Am I wrong here?

r/

Hi, earlier this year I gave birth (first time mom here). A month after I gave birth, my in laws came and visited. Upon meeting the baby, my mil says “do you have a baby picture of yourself, he doesn’t look like my husband, I’m trying to see who the baby looks like”. I was so surprised by it and waited till my husband was alone to bring it up to his attention. He responded with “she didn’t mean it that way”. I was taken aback by his response. After they left I brought it up again, and he responded with my mom didn’t mean anything by it. I started wondering if I was overreacting and started looking inwards and also asking other women if I was overthinking this. They all reacted the same way I did, shocked and apologized on the behalf on my mil. I brought it up to my husband’s attention and this time told him this is what her comment meant “it insinuated that I stepped out of my marriage because the baby had more of my features”.
It took him a while to see that view and we kept on revisiting this. He at some point had a conversation with his mother because he noticed just how much friction it caused between us. I found out that when he did have the conversation, he didn’t fully tell her the impact of her words. Just that I was hurt by it. I told him that I would be confronting his mom for this because I realized that I stared feeling anxious just at the thought of her coming over for a visit. (Please note this is not the first time she has made sly comments, this is the most egregious one). I have always had to explain to DH the impact of her words.

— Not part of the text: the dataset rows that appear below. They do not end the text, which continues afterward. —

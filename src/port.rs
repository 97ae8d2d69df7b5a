//! Adapter exposing a host serial port as an [embedded_io] byte stream, so the
//! RTU transport can drive a USB/RS485 dongle the same way it drives a UART.

use std::time::Duration;

use serialport::SerialPort;

/// Short blocking read timeout. The RTU transport keeps its own overall deadline.
const READ_TIMEOUT: Duration = Duration::from_millis(10);

pub struct SerialPortIo(Box<dyn SerialPort>);

impl SerialPortIo {
    /// Open `path` at `baud_rate`, 8N1.
    pub fn open(path: &str, baud_rate: u32) -> Result<Self, serialport::Error> {
        let port = serialport::new(path, baud_rate)
            .data_bits(serialport::DataBits::Eight)
            .parity(serialport::Parity::None)
            .stop_bits(serialport::StopBits::One)
            .timeout(READ_TIMEOUT)
            .open()?;
        Ok(Self(port))
    }
}

#[derive(Debug)]
pub struct IoError(std::io::Error);

impl core::fmt::Display for IoError {
    fn fmt(&self, f: &mut core::fmt::Formatter<'_>) -> core::fmt::Result {
        write!(f, "{}", self.0)
    }
}

impl std::error::Error for IoError {
    fn source(&self) -> Option<&(dyn std::error::Error + 'static)> {
        Some(&self.0)
    }
}

impl embedded_io::Error for IoError {
    fn kind(&self) -> embedded_io::ErrorKind {
        use embedded_io::ErrorKind as Kind;
        match self.0.kind() {
            std::io::ErrorKind::NotFound => Kind::NotFound,
            std::io::ErrorKind::PermissionDenied => Kind::PermissionDenied,
            std::io::ErrorKind::NotConnected => Kind::NotConnected,
            std::io::ErrorKind::BrokenPipe => Kind::BrokenPipe,
            std::io::ErrorKind::InvalidInput => Kind::InvalidInput,
            std::io::ErrorKind::InvalidData => Kind::InvalidData,
            std::io::ErrorKind::TimedOut | std::io::ErrorKind::WouldBlock => Kind::TimedOut,
            std::io::ErrorKind::Interrupted => Kind::Interrupted,
            std::io::ErrorKind::Unsupported => Kind::Unsupported,
            std::io::ErrorKind::OutOfMemory => Kind::OutOfMemory,
            _ => Kind::Other,
        }
    }
}

impl From<serialport::Error> for IoError {
    fn from(err: serialport::Error) -> Self {
        IoError(err.into())
    }
}

impl embedded_io::ErrorType for SerialPortIo {
    type Error = IoError;
}

impl embedded_io::Read for SerialPortIo {
    fn read(&mut self, buf: &mut [u8]) -> Result<usize, Self::Error> {
        std::io::Read::read(&mut self.0, buf).map_err(IoError)
    }
}

impl embedded_io::ReadReady for SerialPortIo {
    fn read_ready(&mut self) -> Result<bool, Self::Error> {
        Ok(self.0.bytes_to_read()? > 0)
    }
}

impl embedded_io::Write for SerialPortIo {
    fn write(&mut self, buf: &[u8]) -> Result<usize, Self::Error> {
        std::io::Write::write(&mut self.0, buf).map_err(IoError)
    }

    /// Blocks until the OS has handed every byte to the UART.
    fn flush(&mut self) -> Result<(), Self::Error> {
        std::io::Write::flush(&mut self.0).map_err(IoError)
    }
}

Anyways, flash forward to me confronting her, she “apologized”. Her apology did not land the way it was supposed to. Flash forward to today, I have moments where I would wake up angry by this entire ordeal. My husband keeps saying that his mom has way too much real estate in my head and it’s unhealthy. That we don’t see her this often and that the entire incident should not be crossing my mind the way it is.

I no longer feel comfortable with my mil and especially her around my child. My husband can’t fully understand the lack of trust I have when it comes to his parent and him around his parent with my child. He doesn’t understand why this hasn’t been resolved and why we still have moments where there’s friction in our relationship.

After I confronted her, she went home and according to my husband was in tears and felt like she may never see her grandchild because of this. She mentioned to him that whenever I’m around that she’ll just keep her distance so she doesn’t stress me

Started therapy to work through this but idk what to do…am I overthinking this?